1- Samadhi 2- Vipassana 3- Yogic Meditation
4- Zen Meditation 5- Buddhist Meditation 6- Tantric Meditation
     

What is meditations:

 

Prayer and contemplation are both exercises in concentration. The normal deluge of conscious thought is restricted, and the mind is brought to one conscious area of operation. The results are those you find in any concentrative practice: deep calm, a physiological slowing of the metabolism and a sense of peace and well-being.

 

Yogic meditation, which is also purely concentrative. The traditional basic exercises consist of focusing the mind on a single object a stone, a candle flame, a syllable or whatever, and not allowing it to wander. Having acquired the basic skill, the Yogi proceeds to expand his practice by taking on more complex objects of meditation chants, colourful religious images, energy channels in the body and so forth. Still, no matter how complex the object of meditation, the meditation itself remains purely an exercise in concentration. 

 

In Buddhist tradition, concentration is also highly valued. But a new element is added and more highly stressed. That element is awareness. All Buddhist meditation aims at the development of awareness, using concentration as a tool. The Buddhist tradition is very wide, however, and there are several diverse routes to this goal.

 

Zen meditation uses two separate tasks. The first is the direct plunge into awareness by sheer force of will. You sit down and you just sit, meaning that you toss out of your mind everything except pure awareness of sitting. This sounds very simple. It is not. A brief trial will demonstrate just how difficult it really is. The second Zen approach used in the Rinzai school is that of tricking the mind out of conscious thought and into pure awareness. This is done by giving the student an unsolvable riddle which he must solve anyway, and by placing him in a horrendous training situation. Since he cannot flee from the pain of the situation, he must flee into a pure experience of the moment. There is nowhere else to go. Zen is tough. It is effective for many people, but it is really tough

 

Another stratagem, Tantric Buddhism, is nearly the reverse. Conscious thought, at least the way we usually do it, is the manifestation of ego, the you that you usually think that you are. Conscious thought is tightly connected with self-concept. The self-concept or ego is nothing more than a set of reactions and mental images which are artificially pasted to the flowing process of pure awareness. Tantra seeks to obtain pure awareness by destroying this ego image. This is accomplished by a process of visualization. The student is given a particular religious image to meditate upon, for example, one of the deities from the Tantric pantheon. He does this in so thorough a fashion that he becomes that entity. He takes off his own identity and puts on another. This takes a while, as you might imagine, but it works. During the process, he is able to watch the way that the ego is constructed and put in place. He comes to recognize the arbitrary nature of all egos, including his own, and he escapes from bondage to the ego. He is left in a state where he may have an ego if he so chooses, either his own or whichever other he might wish, or he can do without one. Result: pure awareness. Tantra is not exactly a game of patty cake either.  

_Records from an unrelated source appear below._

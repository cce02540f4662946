//! Merge of one scratch file into its destination trees.

use crate::context::ImportContext;
use crate::error::{CoreError, CoreResult};
use crate::executor::Semaphore;
use crate::id_set::ImportIdSet;
use crate::manager::IndexManager;
use crate::phase_two::dn_state::DnState;
use crate::phase_two::input_buffer::{HeapCursor, IndexInputBuffer};
use crate::registry::IndexTarget;
use crate::types::IndexId;
use std::cmp::Ordering;
use std::collections::{BinaryHeap, HashMap};
use std::sync::Arc;
use tracing::debug;

/// Receives every merged key once.
trait KeySink {
    fn write(&mut self, index_id: IndexId, key: &[u8], inserts: &ImportIdSet, deletes: &ImportIdSet) -> CoreResult<()>;

    /// Returns the number of keys written.
    fn finish(self: Box<Self>) -> CoreResult<u64>;
}

/// Applies deletes, then inserts, to attribute trees.
struct TreeSink<'a> {
    ctx: &'a ImportContext,
    keys: u64,
}

impl KeySink for TreeSink<'_> {
    fn write(&mut self, index_id: IndexId, key: &[u8], inserts: &ImportIdSet, deletes: &ImportIdSet) -> CoreResult<()> {
        let IndexTarget::Tree(tree) = &self.ctx.registry.get(index_id)?.target else {
            return Err(CoreError::scratch_corruption(format!("{index_id} is not an attribute tree")));
        };
        if !deletes.is_empty() {
            tree.delete(key, deletes)?;
        }
        if !inserts.is_empty() {
            tree.insert(key, inserts)?;
        }
        self.keys += 1;
        Ok(())
    }

    fn finish(self: Box<Self>) -> CoreResult<u64> {
        Ok(self.keys)
    }
}

/// Feeds one [`DnState`] per suffix.
struct DnSink<'a> {
    ctx: &'a ImportContext,
    states: HashMap<IndexId, DnState>,
}

impl KeySink for DnSink<'_> {
    fn write(&mut self, index_id: IndexId, key: &[u8], inserts: &ImportIdSet, _deletes: &ImportIdSet) -> CoreResult<()> {
        if !self.states.contains_key(&index_id) {
            let IndexTarget::Dn(targets) = &self.ctx.registry.get(index_id)?.target else {
                return Err(CoreError::scratch_corruption(format!("{index_id} is not a dn stream")));
            };
            let state = DnState::new(targets.clone(), self.ctx.tuning.dn_state_flush_threshold);
            self.states.insert(index_id, state);
        }
        match self.states.get_mut(&index_id) {
            Some(state) => state.write(key, inserts),
            None => Ok(()),
        }
    }

    fn finish(self: Box<Self>) -> CoreResult<u64> {
        let mut keys = 0;
        for (_, state) in self.states {
            keys += state.finish()?;
        }
        Ok(keys)
    }
}

/// Merges the runs of `manager` into the store.
///
/// Attribute streams are merged in batches of at most `permits.total` runs,
/// each batch holding one permit per run. The dn stream is merged in a
/// single pass, shrinking its windows so every run fits, because a parent
/// must be written before the first child of any batch is.
pub(crate) fn merge_index(
    ctx: &ImportContext,
    manager: &IndexManager,
    read_ahead_size: usize,
    semaphore: &Semaphore,
    total_permits: usize,
) -> CoreResult<u64> {
    let ranges = manager.ranges()?;
    if ranges.is_empty() {
        return Ok(0);
    }
    let file = manager.data()?;
    let comparator = manager.key().comparator();
    let total_permits = total_permits.max(1);
    let cancel = ctx.cancel.flag();

    let (batch_len, window) = if manager.is_dn() {
        let shrunk = read_ahead_size.saturating_mul(total_permits) / ranges.len();
        (ranges.len(), shrunk.max(ctx.tuning.min_read_ahead_size).max(1))
    } else {
        (total_permits, read_ahead_size)
    };

    let mut sink: Box<dyn KeySink + '_> = if manager.is_dn() {
        Box::new(DnSink {
            ctx,
            states: HashMap::new(),
        })
    } else {
        Box::new(TreeSink { ctx, keys: 0 })
    };

    for (batch_no, batch) in ranges.chunks(batch_len).enumerate() {
        let held = batch.len().min(total_permits);
        semaphore.acquire(held, cancel)?;
        let runs = batch
            .iter()
            .enumerate()
            .map(|(i, &(begin, end))| {
                IndexInputBuffer::new(
                    Arc::clone(&file),
                    batch_no * batch_len + i,
                    comparator,
                    begin,
                    end,
                    window,
                )
            })
            .collect();
        let outcome = merge_runs(ctx, runs, sink.as_mut());
        semaphore.release(held);
        outcome?;
        debug!(index = %manager.name(), batch = batch_no, runs = batch.len(), "merged batch");
    }
    sink.finish()
}

fn merge_runs(ctx: &ImportContext, runs: Vec<IndexInputBuffer>, sink: &mut dyn KeySink) -> CoreResult<()> {
    let mut heap = BinaryHeap::with_capacity(runs.len());
    for mut run in runs {
        if run.next_record()? {
            heap.push(HeapCursor(run));
        }
    }

    let mut inserts = ImportIdSet::new(0, false);
    let mut deletes = ImportIdSet::new(0, false);
    let mut key = Vec::new();
    while let Some(HeapCursor(mut run)) = heap.pop() {
        ctx.check_canceled()?;
        key.clear();
        key.extend_from_slice(run.key());
        let index_id = run.index_id();
        let (limit, maintain) = ctx.registry.limits(index_id);
        inserts.reset(limit, maintain);
        deletes.reset(0, false);

        loop {
            run.read_inserts(Some(&mut inserts))?;
            run.read_deletes(Some(&mut deletes))?;
            if run.next_record()? {
                heap.push(HeapCursor(run));
            }
            match heap.peek() {
                Some(next) if next.0.compare(&key, index_id) == Ordering::Equal => {}
                _ => break,
            }
            match heap.pop() {
                Some(HeapCursor(next)) => run = next,
                None => break,
            }
        }
        sink.write(index_id, &key, &inserts, &deletes)?;
    }
    Ok(())
}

Vipassana is the oldest of Buddhist meditation practices. The method comes directly from the Sitipatthana Sutta, a discourse attributed to Buddha himself. Vipassana is a direct and gradual cultivation of mindfulness or awareness. It proceeds piece by piece over a period of years. The student's attention is carefully directed to an intense examination of certain aspects of his own existence. The meditator is trained to notice more and more of his own flowing life experience. Vipassana is a gentle technique. But it also is very, very thorough. It is an ancient and codified system of sensitivity training, a set of exercises dedicated to becoming more and more receptive to your own life experience. It is attentive listening, total seeing and careful testing. We learn to smell acutely, to touch fully and really pay attention to what we feel. We learn to listen to our own thoughts without being caught up in them.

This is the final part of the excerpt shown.